Return exactly the lines below, starting with the one that has "impl Default for LogMonitor" and going on through the one that has "self.last_log_time = self.start_time;".

==================================================

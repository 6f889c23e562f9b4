// Copyright (c) 2025 Felix Kahle.
//
// Permission is hereby granted, free of charge, to any person obtaining
// a copy of this software and associated documentation files (the
// "Software"), to deal in the Software without restriction, including
// without limitation the rights to use, copy, modify, merge, publish,
// distribute, sublicense, and/or sell copies of the Software, and to
// permit persons to whom the Software is furnished to do so, subject to
// the following conditions:
//
// The above copyright notice and this permission notice shall be
// included in all copies or substantial portions of the Software.
//
// THE SOFTWARE IS PROVIDED "AS IS", WITHOUT WARRANTY OF ANY KIND,
// EXPRESS OR IMPLIED, INCLUDING BUT NOT LIMITED TO THE WARRANTIES OF
// MERCHANTABILITY, FITNESS FOR A PARTICULAR PURPOSE AND
// NONINFRINGEMENT. IN NO EVENT SHALL THE AUTHORS OR COPYRIGHT HOLDERS BE
// LIABLE FOR ANY CLAIM, DAMAGES OR OTHER LIABILITY, WHETHER IN AN ACTION
// OF CONTRACT, TORT OR OTHERWISE, ARISING FROM, OUT OF OR IN CONNECTION
// WITH THE SOFTWARE OR THE USE OR OTHER DEALINGS IN THE SOFTWARE.

//! Turns a solved assignment into the final `Roster`.
//!
//! Assembly only partitions and totals. Whether the result is a legal
//! roster (counts, eligibility, cap) is checked afterwards by the
//! `RuleSet` of the optimizer.

use courtside_model::{
    candidate::{PlayerCandidate, PlayerId},
    config::RosterRules,
    position::{Role, StarterSlot},
    roster::{Roster, RosterAssignment},
};
use std::collections::BTreeMap;

#[derive(Debug, Clone, PartialEq, Eq, thiserror::Error)]
pub enum AssemblyError {
    #[error("solution has {actual} values but the model has {expected} variables")]
    SolutionSize { expected: usize, actual: usize },

    #[error("assignment covers {actual} players but the pool has {expected}")]
    PoolSizeMismatch { expected: usize, actual: usize },

    #[error("player {id} is assigned more than one role")]
    MultipleRoles { id: PlayerId },

    #[error("starter slot {slot} is filled more than once")]
    SlotFilledTwice { slot: StarterSlot },
}

/// Builds the roster described by `assignment` over `candidates`.
///
/// Bench players keep their pool order.
pub fn assemble(
    candidates: &[PlayerCandidate],
    assignment: &RosterAssignment,
    rules: &RosterRules,
) -> Result<Roster, AssemblyError> {
    if assignment.num_players() != candidates.len() {
        return Err(AssemblyError::PoolSizeMismatch {
            expected: candidates.len(),
            actual: assignment.num_players(),
        });
    }

    let mut starters = BTreeMap::new();
    let mut bench = Vec::with_capacity(rules.bench_size);
    for (player, role) in assignment.assigned() {
        let candidate = &candidates[player.get()];
        match role {
            Role::Starter(slot) => {
                if starters.insert(slot, candidate.clone()).is_some() {
                    return Err(AssemblyError::SlotFilledTwice { slot });
                }
            }
            Role::Bench => bench.push(candidate.clone()),
        }
    }

    Ok(Roster::new(
        starters,
        bench,
        rules.starter_weight,
        rules.bench_weight,
    ))
}

#[cfg(test)]
mod tests {
    use super::*;
    use courtside_model::index::PlayerIndex;

    fn pool() -> Vec<PlayerCandidate> {
        vec![
            PlayerCandidate::new(PlayerId(10), "Ann", 100, "Guard", 4.0),
            PlayerCandidate::new(PlayerId(11), "Ben", 200, "Center", 6.5),
            PlayerCandidate::new(PlayerId(12), "Cy", 50, "Forward", -1.0),
            PlayerCandidate::new(PlayerId(13), "Dee", 75, "Forward", 2.0),
        ]
    }

    #[test]
    fn test_partitions_and_totals() {
        let candidates = pool();
        let mut assignment = RosterAssignment::new(candidates.len());
        assignment.assign(PlayerIndex::new(0), Role::Starter(StarterSlot::PointGuard));
        assignment.assign(PlayerIndex::new(1), Role::Starter(StarterSlot::Center));
        assignment.assign(PlayerIndex::new(2), Role::Bench);

        let roster = assemble(&candidates, &assignment, &RosterRules::default()).unwrap();

        assert_eq!(roster.starters().len(), 2);
        assert_eq!(roster.starter(StarterSlot::PointGuard).unwrap().id, PlayerId(10));
        assert_eq!(roster.starter(StarterSlot::Center).unwrap().id, PlayerId(11));
        assert_eq!(roster.bench().len(), 1);
        assert_eq!(roster.bench()[0].id, PlayerId(12));
        assert_eq!(roster.total_salary(), 350);
        assert_eq!(roster.total_rating(), 2.0 * 4.0 + 2.0 * 6.5 - 1.0);
    }

    #[test]
    fn test_custom_weights_flow_into_total() {
        let candidates = pool();
        let mut assignment = RosterAssignment::new(candidates.len());
        assignment.assign(PlayerIndex::new(1), Role::Starter(StarterSlot::Center));
        assignment.assign(PlayerIndex::new(3), Role::Bench);

        let rules = RosterRules {
            starter_weight: 3.0,
            bench_weight: 0.5,
            ..RosterRules::default()
        };
        let roster = assemble(&candidates, &assignment, &rules).unwrap();
        assert_eq!(roster.total_rating(), 3.0 * 6.5 + 0.5 * 2.0);
    }

    #[test]
    fn test_rejects_mismatched_pool() {
        let candidates = pool();
        let assignment = RosterAssignment::new(2);
        assert_eq!(
            assemble(&candidates, &assignment, &RosterRules::default()),
            Err(AssemblyError::PoolSizeMismatch {
                expected: 4,
                actual: 2
            })
        );
    }

    #[test]
    fn test_rejects_slot_filled_twice() {
        let candidates = pool();
        let mut assignment = RosterAssignment::new(candidates.len());
        assignment.assign(PlayerIndex::new(2), Role::Starter(StarterSlot::SmallForward));
        assignment.assign(PlayerIndex::new(3), Role::Starter(StarterSlot::SmallForward));

        assert_eq!(
            assemble(&candidates, &assignment, &RosterRules::default()),
            Err(AssemblyError::SlotFilledTwice {
                slot: StarterSlot::SmallForward
            })
        );
    }
}
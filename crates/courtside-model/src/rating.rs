// Copyright (c) 2025 Felix Kahle.
//
// Permission is hereby granted, free of charge, to any person obtaining
// a copy of this software and associated documentation files (the
// "Software"), to deal in the Software without restriction, including
// without limitation the rights to use, copy, modify, merge, publish,
// distribute, sublicense, and/or sell copies of the Software, and to
// permit persons to whom the Software is furnished to do so, subject to
// the following conditions:
//
// The above copyright notice and this permission notice shall be
// included in all copies or substantial portions of the Software.
//
// THE SOFTWARE IS PROVIDED "AS IS", WITHOUT WARRANTY OF ANY KIND,
// EXPRESS OR IMPLIED, INCLUDING BUT NOT LIMITED TO THE WARRANTIES OF
// MERCHANTABILITY, FITNESS FOR A PARTICULAR PURPOSE AND
// NONINFRINGEMENT. IN NO EVENT SHALL THE AUTHORS OR COPYRIGHT HOLDERS BE
// LIABLE FOR ANY CLAIM, DAMAGES OR OTHER LIABILITY, WHETHER IN AN ACTION
// OF CONTRACT, TORT OR OTHERWISE, ARISING FROM, OUT OF OR IN CONNECTION
// WITH THE SOFTWARE OR THE USE OR OTHER DEALINGS IN THE SOFTWARE.

//! # Rating Calculator
//!
//! Turns one box score line into a scalar performance rating:
//!
//! ```text
//! score = 1.5 * 3PM + 1.0 * 2PM + 0.5 * FTM
//!       + 1.0 * OREB + 0.7 * DREB + 1.0 * AST
//!       + w_stl * STL + w_blk * BLK
//!       - 0.7 * (FGA - FGM) - 0.4 * (FTA - FTM)
//!       - w_tov * TOV - 0.4 * PF
//! if MIN > 0: score += 2 if won else -2
//! ```
//!
//! Two weight sets are in use. The lineup optimizer values steals, blocks, and
//! turnovers at `1.2` (`RatingWeights::lineup`); the per-player statistics
//! view values them at `1.0` (`RatingWeights::player_stats`). Both are named
//! presets of the same formula so a caller always states which one it means.
//!
//! The calculator is pure: identical inputs produce bit-identical outputs.

use crate::boxscore::BoxScore;
use serde::{Deserialize, Serialize};

/// Coefficients of the rating formula.
#[derive(Debug, Clone, Copy, PartialEq, Serialize, Deserialize)]
#[serde(deny_unknown_fields)]
pub struct RatingWeights {
    pub three_point_make: f64,
    pub two_point_make: f64,
    pub free_throw_make: f64,
    pub offensive_rebound: f64,
    pub defensive_rebound: f64,
    pub assist: f64,
    pub steal: f64,
    pub block: f64,
    /// Penalty per missed field goal.
    pub missed_field_goal: f64,
    /// Penalty per missed free throw.
    pub missed_free_throw: f64,
    pub turnover: f64,
    pub personal_foul: f64,
    /// Added when the player's team won and the player logged minutes.
    pub win_bonus: f64,
    /// Subtracted when the player's team lost and the player logged minutes.
    pub loss_penalty: f64,
}

impl RatingWeights {
    /// The weights used by the roster optimizer.
    pub const fn lineup() -> Self {
        Self {
            three_point_make: 1.5,
            two_point_make: 1.0,
            free_throw_make: 0.5,
            offensive_rebound: 1.0,
            defensive_rebound: 0.7,
            assist: 1.0,
            steal: 1.2,
            block: 1.2,
            missed_field_goal: 0.7,
            missed_free_throw: 0.4,
            turnover: 1.2,
            personal_foul: 0.4,
            win_bonus: 2.0,
            loss_penalty: 2.0,
        }
    }

    /// The weights used by the per-player statistics view.
    pub const fn player_stats() -> Self {
        Self {
            steal: 1.0,
            block: 1.0,
            turnover: 1.0,
            ..Self::lineup()
        }
    }

    /// Returns every coefficient with its name.
    pub fn entries(&self) -> [(&'static str, f64); 14] {
        [
            ("three_point_make", self.three_point_make),
            ("two_point_make", self.two_point_make),
            ("free_throw_make", self.free_throw_make),
            ("offensive_rebound", self.offensive_rebound),
            ("defensive_rebound", self.defensive_rebound),
            ("assist", self.assist),
            ("steal", self.steal),
            ("block", self.block),
            ("missed_field_goal", self.missed_field_goal),
            ("missed_free_throw", self.missed_free_throw),
            ("turnover", self.turnover),
            ("personal_foul", self.personal_foul),
            ("win_bonus", self.win_bonus),
            ("loss_penalty", self.loss_penalty),
        ]
    }
}

impl Default for RatingWeights {
    fn default() -> Self {
        Self::lineup()
    }
}

/// Computes performance ratings from box scores with a fixed weight set.
#[derive(Debug, Clone, Copy, PartialEq, Default)]
pub struct RatingCalculator {
    weights: RatingWeights,
}

impl RatingCalculator {
    #[inline]
    pub const fn new(weights: RatingWeights) -> Self {
        Self { weights }
    }

    #[inline]
    pub fn weights(&self) -> &RatingWeights {
        &self.weights
    }

    /// Rates a single game.
    pub fn rate(&self, score: &BoxScore) -> f64 {
        let w = &self.weights;
        let mut rating = f64::from(score.three_point_makes) * w.three_point_make
            + f64::from(score.two_point_makes) * w.two_point_make
            + f64::from(score.free_throw_makes) * w.free_throw_make
            + f64::from(score.offensive_rebounds) * w.offensive_rebound
            + f64::from(score.defensive_rebounds) * w.defensive_rebound
            + f64::from(score.assists) * w.assist
            + f64::from(score.steals) * w.steal
            + f64::from(score.blocks) * w.block
            - score.missed_field_goals() * w.missed_field_goal
            - score.missed_free_throws() * w.missed_free_throw
            - f64::from(score.turnovers) * w.turnover
            - f64::from(score.personal_fouls) * w.personal_foul;

        if score.played() {
            if score.team_won {
                rating += w.win_bonus;
            } else {
                rating -= w.loss_penalty;
            }
        }
        rating
    }

    /// Returns the mean rating over several games, or `None` if `games` is empty.
    pub fn average(&self, games: &[BoxScore]) -> Option<f64> {
        if games.is_empty() {
            return None;
        }
        let total: f64 = games.iter().map(|game| self.rate(game)).sum();
        Some(total / games.len() as f64)
    }
}
// Copyright (c) 2025 Felix Kahle.
//
// Permission is hereby granted, free of charge, to any person obtaining
// a copy of this software and associated documentation files (the
// "Software"), to deal in the Software without restriction, including
// without limitation the rights to use, copy, modify, merge, publish,
// distribute, sublicense, and/or sell copies of the Software, and to
// permit persons to whom the Software is furnished to do so, subject to
// the following conditions:
//
// The above copyright notice and this permission notice shall be
// included in all copies or substantial portions of the Software.
//
// THE SOFTWARE IS PROVIDED "AS IS", WITHOUT WARRANTY OF ANY KIND,
// EXPRESS OR IMPLIED, INCLUDING BUT NOT LIMITED TO THE WARRANTIES OF
// MERCHANTABILITY, FITNESS FOR A PARTICULAR PURPOSE AND
// NONINFRINGEMENT. IN NO EVENT SHALL THE AUTHORS OR COPYRIGHT HOLDERS BE
// LIABLE FOR ANY CLAIM, DAMAGES OR OTHER LIABILITY, WHETHER IN AN ACTION
// OF CONTRACT, TORT OR OTHERWISE, ARISING FROM, OUT OF OR IN CONNECTION
// WITH THE SOFTWARE OR THE USE OR OTHER DEALINGS IN THE SOFTWARE.

//! # Log Monitor
//!
//! Emits search progress through `tracing`. Nothing is printed unless the
//! embedding application installs a subscriber. Progress lines are throttled
//! twice: the clock is read only when `(steps & clock_check_mask) == 0`, and
//! a line is emitted only once `log_interval` has passed since the last one.

use crate::{
    monitor::search_monitor::{SearchCommand, SearchMonitor},
    program::BinaryProgram,
    solution::BinarySolution,
};
use std::time::{Duration, Instant};

#[derive(Debug, Clone)]
pub struct LogMonitor {
    start_time: Instant,
    last_log_time: Instant,
    log_interval: Duration,
    clock_check_mask: u64,
    steps: u64,
    solutions: u64,
    best_objective: Option<f64>,
}

impl LogMonitor {
    pub fn new(log_interval: Duration, clock_check_mask: u64) -> Self {
        let now = Instant::now();
        Self {
            start_time: now,
            last_log_time: now,
            log_interval,
            clock_check_mask,
            steps: 0,
            solutions: 0,
            best_objective: None,
        }
    }

    /// The objective of the last reported solution.
    #[inline]
    pub fn best_objective(&self) -> Option<f64> {
        self.best_objective
    }

    #[inline]
    pub fn steps(&self) -> u64 {
        self.steps
    }

    fn log_progress(&mut self) {
        let now = Instant::now();
        tracing::debug!(
            elapsed_secs = now.duration_since(self.start_time).as_secs_f64(),
            nodes = self.steps,
            solutions = self.solutions,
            best_objective = ?self.best_objective,
            "search progress"
        );
        self.last_log_time = now;
    }
}

impl Default for LogMonitor {
    fn default() -> Self {
        Self::new(Duration::from_secs(1), 0xFF)
    }
}

impl std::fmt::Display for LogMonitor {
    fn fmt(&self, f: &mut std::fmt::Formatter<'_>) -> std::fmt::Result {
        write!(
            f,
            "LogMonitor(log_interval: {}s, clock_check_mask: {})",
            self.log_interval.as_secs(),
            self.clock_check_mask
        )
    }
}

impl SearchMonitor for LogMonitor {
    fn name(&self) -> &str {
        "LogMonitor"
    }

    fn on_enter_search(&mut self, program: &BinaryProgram) {
        self.start_time = Instant::now();
        self.last_log_time = self.start_time;
        self.steps = 0;
        self.solutions = 0;
        self.best_objective = None;
        tracing::debug!(
            variables = program.num_variables(),
            constraints = program.num_constraints(),
            sense = %program.sense(),
            "search started"
        );
    }

    fn on_exit_search(&mut self) {
        tracing::debug!(
            elapsed_secs = self.start_time.elapsed().as_secs_f64(),
            nodes = self.steps,
            solutions = self.solutions,
            best_objective = ?self.best_objective,
            "search finished"
        );
    }

    fn on_solution_found(&mut self, solution: &BinarySolution) {
        self.solutions = self.solutions.saturating_add(1);
        self.best_objective = Some(solution.objective_value());
        tracing::debug!(
            objective = solution.objective_value(),
            nodes = self.steps,
            "improving solution found"
        );
    }

    fn on_step(&mut self) {
        self.steps = self.steps.wrapping_add(1);
        if (self.steps & self.clock_check_mask) == 0
            && self.last_log_time.elapsed() >= self.log_interval
        {
            self.log_progress();
        }
    }

    fn search_command(&self) -> SearchCommand {
        SearchCommand::Continue
    }
}

#[cfg(test)]
mod tests {
    use super::*;
    use crate::program::{BinaryProgramBuilder, ObjectiveSense};

    #[test]
    fn test_tracks_steps_and_best_objective() {
        let mut mon = LogMonitor::new(Duration::ZERO, 0);
        let program = BinaryProgramBuilder::new(ObjectiveSense::Maximize).build();
        mon.on_enter_search(&program);
        mon.on_step();
        mon.on_step();
        mon.on_solution_found(&BinarySolution::new(vec![true], 4.0));
        mon.on_solution_found(&BinarySolution::new(vec![true], 6.5));
        mon.on_exit_search();

        assert_eq!(mon.steps(), 2);
        assert_eq!(mon.best_objective(), Some(6.5));
        assert_eq!(mon.search_command(), SearchCommand::Continue);
    }

    #[test]
    fn test_enter_search_resets_state() {
        let mut mon = LogMonitor::default();
        mon.on_step();
        mon.on_solution_found(&BinarySolution::new(vec![], 1.0));
        let program = BinaryProgramBuilder::new(ObjectiveSense::Maximize).build();
        mon.on_enter_search(&program);
        assert_eq!(mon.steps(), 0);
        assert_eq!(mon.best_objective(), None);
    }

    #[test]
    fn test_display() {
        let mon = LogMonitor::new(Duration::from_secs(2), 15);
        assert_eq!(
            mon.to_string(),
            "LogMonitor(log_interval: 2s, clock_check_mask: 15)"
        );
    }
}
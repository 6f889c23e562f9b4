// Copyright (c) 2025 Felix Kahle.
//
// Permission is hereby granted, free of charge, to any person obtaining
// a copy of this software and associated documentation files (the
// "Software"), to deal in the Software without restriction, including
// without limitation the rights to use, copy, modify, merge, publish,
// distribute, sublicense, and/or sell copies of the Software, and to
// permit persons to whom the Software is furnished to do so, subject to
// the following conditions:
//
// The above copyright notice and this permission notice shall be
// included in all copies or substantial portions of the Software.
//
// THE SOFTWARE IS PROVIDED "AS IS", WITHOUT WARRANTY OF ANY KIND,
// EXPRESS OR IMPLIED, INCLUDING BUT NOT LIMITED TO THE WARRANTIES OF
// MERCHANTABILITY, FITNESS FOR A PARTICULAR PURPOSE AND
// NONINFRINGEMENT. IN NO EVENT SHALL THE AUTHORS OR COPYRIGHT HOLDERS BE
// LIABLE FOR ANY CLAIM, DAMAGES OR OTHER LIABILITY, WHETHER IN AN ACTION
// OF CONTRACT, TORT OR OTHERWISE, ARISING FROM, OUT OF OR IN CONNECTION
// WITH THE SOFTWARE OR THE USE OR OTHER DEALINGS IN THE SOFTWARE.

//! # Solver Trait
//!
//! `Solver` is the whole contract between a roster optimizer and a backend:
//! take a `BinaryProgram`, report a `SolverOutcome`. A backend that proves
//! infeasibility returns `Ok` with `SolverResult::Infeasible`; `Err` is for
//! backends that could not do their job at all.

use crate::{monitor::search_monitor::SearchMonitor, program::BinaryProgram, result::SolverOutcome};

/// A failure of the solver itself, as opposed to an infeasible program.
#[derive(Debug, Clone, PartialEq, Eq, thiserror::Error)]
pub enum SolverError {
    #[error("simplex iteration limit of {limit} reached")]
    IterationLimit { limit: u64 },

    #[error("numerical failure: {0}")]
    Numerical(String),

    #[error("the relaxation is unbounded")]
    Unbounded,

    #[error("solver returned an invalid solution: {0}")]
    InvalidSolution(String),
}

/// A backend able to solve 0/1 linear programs exactly.
pub trait Solver {
    fn name(&self) -> &str;

    /// Solves `program`, reporting progress to `monitor` and honouring its
    /// termination requests.
    fn solve(
        &mut self,
        program: &BinaryProgram,
        monitor: &mut dyn SearchMonitor,
    ) -> Result<SolverOutcome, SolverError>;
}

impl<S> Solver for Box<S>
where
    S: Solver + ?Sized,
{
    fn name(&self) -> &str {
        (**self).name()
    }

    fn solve(
        &mut self,
        program: &BinaryProgram,
        monitor: &mut dyn SearchMonitor,
    ) -> Result<SolverOutcome, SolverError> {
        (**self).solve(program, monitor)
    }
}

impl std::fmt::Debug for dyn Solver {
    fn fmt(&self, f: &mut std::fmt::Formatter<'_>) -> std::fmt::Result {
        write!(f, "Solver({})", self.name())
    }
}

==================================================

Response to the task
impl Default for LogMonitor {
    fn default() -> Self {
        Self::new(Duration::from_secs(1), 0xFF)
    }
}

impl std::fmt::Display for LogMonitor {
    fn fmt(&self, f: &mut std::fmt::Formatter<'_>) -> std::fmt::Result {
        write!(
            f,
            "LogMonitor(log_interval: {}s, clock_check_mask: {})",
            self.log_interval.as_secs(),
            self.clock_check_mask
        )
    }
}

impl SearchMonitor for LogMonitor {
    fn name(&self) -> &str {
        "LogMonitor"
    }

    fn on_enter_search(&mut self, program: &BinaryProgram) {
        self.start_time = Instant::now();
        self.last_log_time = self.start_time;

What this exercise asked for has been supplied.